燐はその方向を見るが、奥に別のものを見る。
ん?あれは、ナンパか?
困ってそうだな。
あ、手掴んだ。
ヤバイな
ん!?桐山!?
1人で来たのか!?
このままじゃマズイな。
「さつき、ごめん。ちょっと俺助けてくるわ!」
「え、ちょっと待って!」
燐は走って行く。
〈side 葵〉
お願い!誰でもいいから助けて!
「放してください!」
「いいからいいから、抵抗する方が痛い目みるよ。」
イヤだ、イヤだ
イヤだよ!
「ぐはっ!お前誰だ!」
葵を掴んでいた腕が離れる。
助けてくれた?
「すみません、こいつ俺の彼女なんで。やめてもらえません?」
男達は力の差が分かったようで、
「チッ、なんだよ。」
「行こうぜ。」
そう言うと去って言った。
誰だろう。
葵の前には男が立っていた。
「あの、ありがとうございます。
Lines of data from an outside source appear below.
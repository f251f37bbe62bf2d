use axum::extract::Request;
use axum::http::header::{HeaderName, HeaderValue, CACHE_CONTROL};
use axum::middleware::Next;
use axum::response::Response;

const HEADERS: &[(&str, &str)] = &[
    ("x-content-type-options", "nosniff"),
    ("x-frame-options", "DENY"),
    ("referrer-policy", "no-referrer"),
];

pub async fn security_headers_middleware(request: Request, next: Next) -> Response {
    let mut response = next.run(request).await;
    for &(name, value) in HEADERS {
        response.headers_mut().insert(
            HeaderName::from_static(name),
            HeaderValue::from_static(value),
        );
    }
    response
}

/// Snapshots are recomputed per request; intermediaries must not cache them.
pub async fn no_store_middleware(request: Request, next: Next) -> Response {
    let mut response = next.run(request).await;
    response
        .headers_mut()
        .insert(CACHE_CONTROL, HeaderValue::from_static("no-store"));
    response
}
//! Structural well-formedness checks over raw rows.
//!
//! Unlike the statistical path, every rule here is evaluated independently: a
//! row accumulates one [`AnomalyRecord`] per triggered rule rather than
//! stopping at the first match. All checks are shape-only (no calendar
//! parsing of dates, no category vocabulary).

use std::collections::HashMap;

use crate::report::AnomalyRecord;
use crate::schema::AuditSchema;
use crate::types::{Table, Value, ValueKey};

/// Run the per-row shape rules, in row order.
///
/// Rules, each yielding its own record when violated:
///
/// - the identifier must be present and be an integer or text;
/// - the date field must be text (checked only if the column exists);
/// - the category field must be text (checked only if the column exists).
///
/// Reason strings carry the configured column names, e.g.
/// `"Transaction ID is not a valid format"` with the default schema.
pub fn validate_rows(table: &Table, schema: &AuditSchema) -> Vec<AnomalyRecord> {
    let id_idx = table.index_of(&schema.id_column);
    let date_idx = table.index_of(&schema.date_column);
    let category_idx = table.index_of(&schema.category_column);

    let mut records = Vec::new();
    for row_index in 0..table.row_count() {
        let row = &table.rows[row_index];
        let mut flag = |reason: String| {
            records.push(AnomalyRecord {
                row_index,
                data: table.row_map(row_index),
                reason,
            });
        };

        if let Some(idx) = id_idx {
            if !matches!(row.get(idx), Some(Value::Int64(_)) | Some(Value::Utf8(_))) {
                flag(format!("{} is not a valid format", schema.id_column));
            }
        }
        if let Some(idx) = date_idx {
            if !matches!(row.get(idx), Some(Value::Utf8(_))) {
                flag(format!("{} format is incorrect", schema.date_column));
            }
        }
        if let Some(idx) = category_idx {
            if !matches!(row.get(idx), Some(Value::Utf8(_))) {
                flag(format!(
                    "{} is in the wrong column or missing",
                    schema.category_column
                ));
            }
        }
    }
    records
}

/// Report every row whose key-column value tuple occurs more than once.
///
/// All members of a duplicate group are reported (not just the repeats), in
/// original row order, each with reason `"Duplicate transaction detected"`.
/// If any key column is absent the scan is skipped and no records are
/// returned.
pub fn find_duplicates(table: &Table, key_columns: &[&str]) -> Vec<AnomalyRecord> {
    let mut key_idxs = Vec::with_capacity(key_columns.len());
    for name in key_columns {
        match table.index_of(name) {
            Some(idx) => key_idxs.push(idx),
            None => return Vec::new(),
        }
    }

    let mut counts: HashMap<Vec<ValueKey>, usize> = HashMap::new();
    for row in &table.rows {
        let key: Vec<ValueKey> = key_idxs
            .iter()
            .map(|&idx| row.get(idx).unwrap_or(&Value::Null).key())
            .collect();
        *counts.entry(key).or_insert(0) += 1;
    }

    let mut records = Vec::new();
    for (row_index, row) in table.rows.iter().enumerate() {
        let key: Vec<ValueKey> = key_idxs
            .iter()
            .map(|&idx| row.get(idx).unwrap_or(&Value::Null).key())
            .collect();
        if counts.get(&key).copied().unwrap_or(0) >= 2 {
            records.push(AnomalyRecord {
                row_index,
                data: table.row_map(row_index),
                reason: "Duplicate transaction detected".to_string(),
            });
        }
    }
    records
}
//! Fully-duplicate row elimination.

use std::collections::HashSet;

use crate::types::{Table, Value, ValueKey};

/// Remove rows that duplicate an earlier row in every field.
///
/// Two rows are duplicates iff every cell matches exactly, including
/// missing-marker equality (`Null == Null`). The first occurrence is kept in
/// original row order; the returned count of removed rows is informational.
pub fn dedupe(table: &Table) -> (Table, usize) {
    let mut seen: HashSet<Vec<ValueKey>> = HashSet::new();
    let mut rows: Vec<Vec<Value>> = Vec::with_capacity(table.rows.len());

    for row in &table.rows {
        let key: Vec<ValueKey> = row.iter().map(Value::key).collect();
        if seen.insert(key) {
            rows.push(row.clone());
        }
    }

    let removed = table.rows.len() - rows.len();
    (Table::new(table.columns.clone(), rows), removed)
}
」
「おお、桐山大丈夫だったか?」
え?この声は
男は振り返る。
「た、立花くん!?」
「ああ、そうだけど、桐山どこも怪我してない?」
燐はそう言って顔を近づける。
葵は顔を赤め、
「う、うん…、大丈夫。」
恥ずかしい。
でも、カッコよかった。
「もしかして1人で来たのか?」
「え、いや、」
「あのさ、よかったら一緒にまわらね?」
「え?妹さんは?」
誘ってくれた!嬉しいな
「それがさ、さつき先輩の家に浴衣借りに行ったら、なんか先輩も一緒に行くことになったんだよ。でも桐山、最初に誘ってくれただろ?だから悪いなって思ったからさ、今からでも良かったら一緒にまわらね?4人でになるけど、」
あ、そうなんだ。
さつき先輩とまわってるんだね。
でも私のこと考えてくれたんだ。
葵はニコリと微笑み。
「ありがとう。でも、」
葵の言葉を遮るように、
「おらぁーー!お前ナンパか!」
そう言って、悠人が燐に飛びかかる。
「うおっ!悠人?」
そう言いながら燐は悠人をいなした。
「え、燐か?何してんだよ。」
「は?それはこっちの台詞だ。お前一緒に来てんなら、桐山助けろよ、アホか!」
「何のことだよ。」
「もういいわ、兎に角、桐山からあんま離れんなよ。じゃあな。」
燐はそう言って振り返り、すぐ近くにいたさつきたちのもとへ。
あ、そっか、一緒に来てるんだもんね。
しょうがないか。
「葵ちゃん?なんかあったの?」
「ううん、なんでもないよ。」
「じゃあ、燐のやつ何しに来たんだ?やっぱり葵ちゃんをナンパしようとしたんだな。」
悠人はうんうんと頷いている。
「ははは、」
本当の事は言わないでいっか。
また会えるといいな。
「もうすぐ花火始まるし、みんな来たら行こうぜ」
「うん。」
〈side 燐〉
「ごめん、」
さつきと奈津が腕を組んで立っている。
「何があったの?」
「いや、ナンパされて困ってる人がいたから、助けてた。」
「ふぅーん、その間私たちがナンパされてもいいんだ?」
「いいんだ?」
さつきは少し膨れて言う。
奈津も語尾を繰り返して言う。
「いや、そういうわけじゃないって。」
燐は焦って弁解する。
2人はそれを見てクスッと笑い、
「いいよ、分かってるから。でも急にどっか行くから寂しかったんだぞ。」
さつきは燐の顔の前に人差し指を立てて言う。
「ごめん。」
「じゃあ、今から私たちの言うこと聞いてね。」
「うん、」
「りんにぃ、はなびいこー!」
「ああ、いいぞ。」
3人は花火の見える広場に向かう。